Ao editar o
Estatuto da Criança e do Adolescente (ECA), o legislador enfatizou a
responsabilidade dos pais no exercício do poder familiar: zelar pela guarda e
proteção dos menores em suas atividades do dia a dia. Com esse fundamento, a
Primeira Turma do Superior Tribunal de Justiça (STJ) atendeu a recurso do
Ministério Público de São Paulo (MPSP) para cassar portaria que instituía
"toque de recolher" em uma avenida de Fernandópolis (SP).
Para o ministro
Teori Zavascki, o ECA restringiu expressamente o poder do juiz de editar normas
de caráter geral e abstrato, reservando tal competência ao Poder Legislativo. O
Código de Menores, de 1979, concedia mais poder ao magistrado, ao autorizar a
fixação de normas gerais necessárias à assistência, proteção e vigilância ao
menor.
Código de Menores
"Na vigência
da lei anterior, a autoridade judiciária devia regulamentar, por portaria, o
ingresso, a permanência e a participação de menores em espetáculos teatrais,
cinematográficos, circenses, radiofônicos e de televisão, devendo, ainda,
baixar normas sobre a entrada, a permanência e a participação de menores em
casas de jogos, em bailes públicos e em outros locais de jogos e
recreação", ilustrou o relator.
"O juiz de menores
podia ainda estabelecer regras a respeito de hospedagem de menor,
desacompanhado dos pais ou responsável, em hotel, motel, pensão ou
estabelecimento congênere, tendo em vista as normas gerais dos artigos 50 a 58
do Código de Menores, levando em conta as condições sociais da comarca e os
malefícios a essas pessoas em formação", completou, citando voto anterior
em caso similar. O ECA, porém, mudou essa situação.
Função
jurisdicional
O ministro
destacou que a portaria mencionada no ECA é atípica, por ser de exclusividade
do Poder Judiciário em sua atuação jurisdicional e sujeita a recursos.
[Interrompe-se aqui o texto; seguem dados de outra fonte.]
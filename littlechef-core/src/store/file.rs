//! File-backed store: one JSON file per key under a data directory.

use std::env;
use std::fs;
use std::io::ErrorKind;
use std::path::{Path, PathBuf};

use super::KeyValueStore;
use crate::error::StoreError;

/// Where the file store keeps its data.
#[derive(Debug, Clone, PartialEq, Eq)]
pub struct StoreConfig {
    pub data_dir: PathBuf,
}

impl StoreConfig {
    /// Load configuration from the environment.
    ///
    /// - `CHEF_DATA_DIR`: data directory (default: "~/.littlechef")
    pub fn from_env() -> Self {
        let data_dir = env::var("CHEF_DATA_DIR")
            .map(PathBuf::from)
            .unwrap_or_else(|_| Self::default_data_dir());
        Self { data_dir }
    }

    /// Get the default data directory: ~/.littlechef
    pub fn default_data_dir() -> PathBuf {
        dirs::home_dir()
            .map(|h| h.join(".littlechef"))
            .unwrap_or_else(|| PathBuf::from("data/littlechef"))
    }
}

#[derive(Debug, Clone)]
pub struct FileStore {
    data_dir: PathBuf,
}

impl FileStore {
    /// Create a store rooted at `data_dir`. The directory is created on first write.
    pub fn new(data_dir: impl Into<PathBuf>) -> Self {
        Self {
            data_dir: data_dir.into(),
        }
    }

    pub fn from_config(config: &StoreConfig) -> Self {
        Self::new(config.data_dir.clone())
    }

    pub fn data_dir(&self) -> &Path {
        &self.data_dir
    }

    fn path_for(&self, key: &str) -> PathBuf {
        let safe: String = key
            .chars()
            .map(|c| {
                if c.is_ascii_alphanumeric() || c == '-' || c == '_' {
                    c
                } else {
                    '_'
                }
            })
            .collect();
        self.data_dir.join(format!("{}.json", safe))
    }
}

impl KeyValueStore for FileStore {
    fn get(&self, key: &str) -> Result<Option<String>, StoreError> {
        match fs::read_to_string(self.path_for(key)) {
            Ok(content) => Ok(Some(content)),
            Err(e) if e.kind() == ErrorKind::NotFound => Ok(None),
            Err(e) => Err(e.into()),
        }
    }

    fn set(&self, key: &str, value: &str) -> Result<(), StoreError> {
        fs::create_dir_all(&self.data_dir)?;

        // Replace atomically via rename.
        let path = self.path_for(key);
        let tmp = path.with_extension("json.tmp");
        fs::write(&tmp, value)?;
        fs::rename(&tmp, &path)?;
        Ok(())
    }
}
O
ministro destacou também que a portaria não se constitui em liberalidade do
juiz. "O legislador estatutário vinculou sua expedição a cada caso
concreto, vedando determinações de caráter geral", sustentou.
Conforme Zavascki,
o ECA retirou do juiz atribuições não jurisdicionais, como as ligadas à
criação, implantação e provocação de políticas públicas, agora delegadas a
órgãos como os Conselhos Tutelares e Ministério Público e Poderes Legislativo e
Executivo.
"O ECA criou
as condições necessárias para a adequação da função jurisdicional às suas
características originárias, conferindo a outros atores atribuições antes
exercidas pelos magistrados, além da possibilidade de estes provocarem a
jurisdição, através de processo regular", afirmou o relator.
Poder familiar
Para o ministro
Teori Zavascki, o poder do juiz da infância e adolescência de emitir portarias
fica limitado aos exatos termos do artigo 149 do ECA, só sendo possível
disciplinar através de tais portarias a entrada de crianças e adolescentes
desacompanhados em certos locais públicos ou a participação de crianças e
adolescentes em certos eventos, desde que as normas atendam a critérios
predeterminados nesse artigo, sejam fundamentadas e não possuam caráter geral.
"O que ocorre
com o Estatuto é que o exercício do pátrio poder foi reforçado. Exemplo: antes
pai e mãe só podiam frequentar certos lugares com os filhos se o juiz de sua
comarca o julgasse adequado. A legislação anterior autorizava o juiz a agir
como se fosse o legislador local para esses assuntos, expedindo portarias que
fixavam normas sobre o que os pais podiam ou não fazer nesse terreno",
explicou.
"Ou seja, o
juiz era autorizado, por lei, a interferir no exercício da cidadania dos pais
em relação aos filhos. O juiz era quem autodeterminava no lugar dos pais!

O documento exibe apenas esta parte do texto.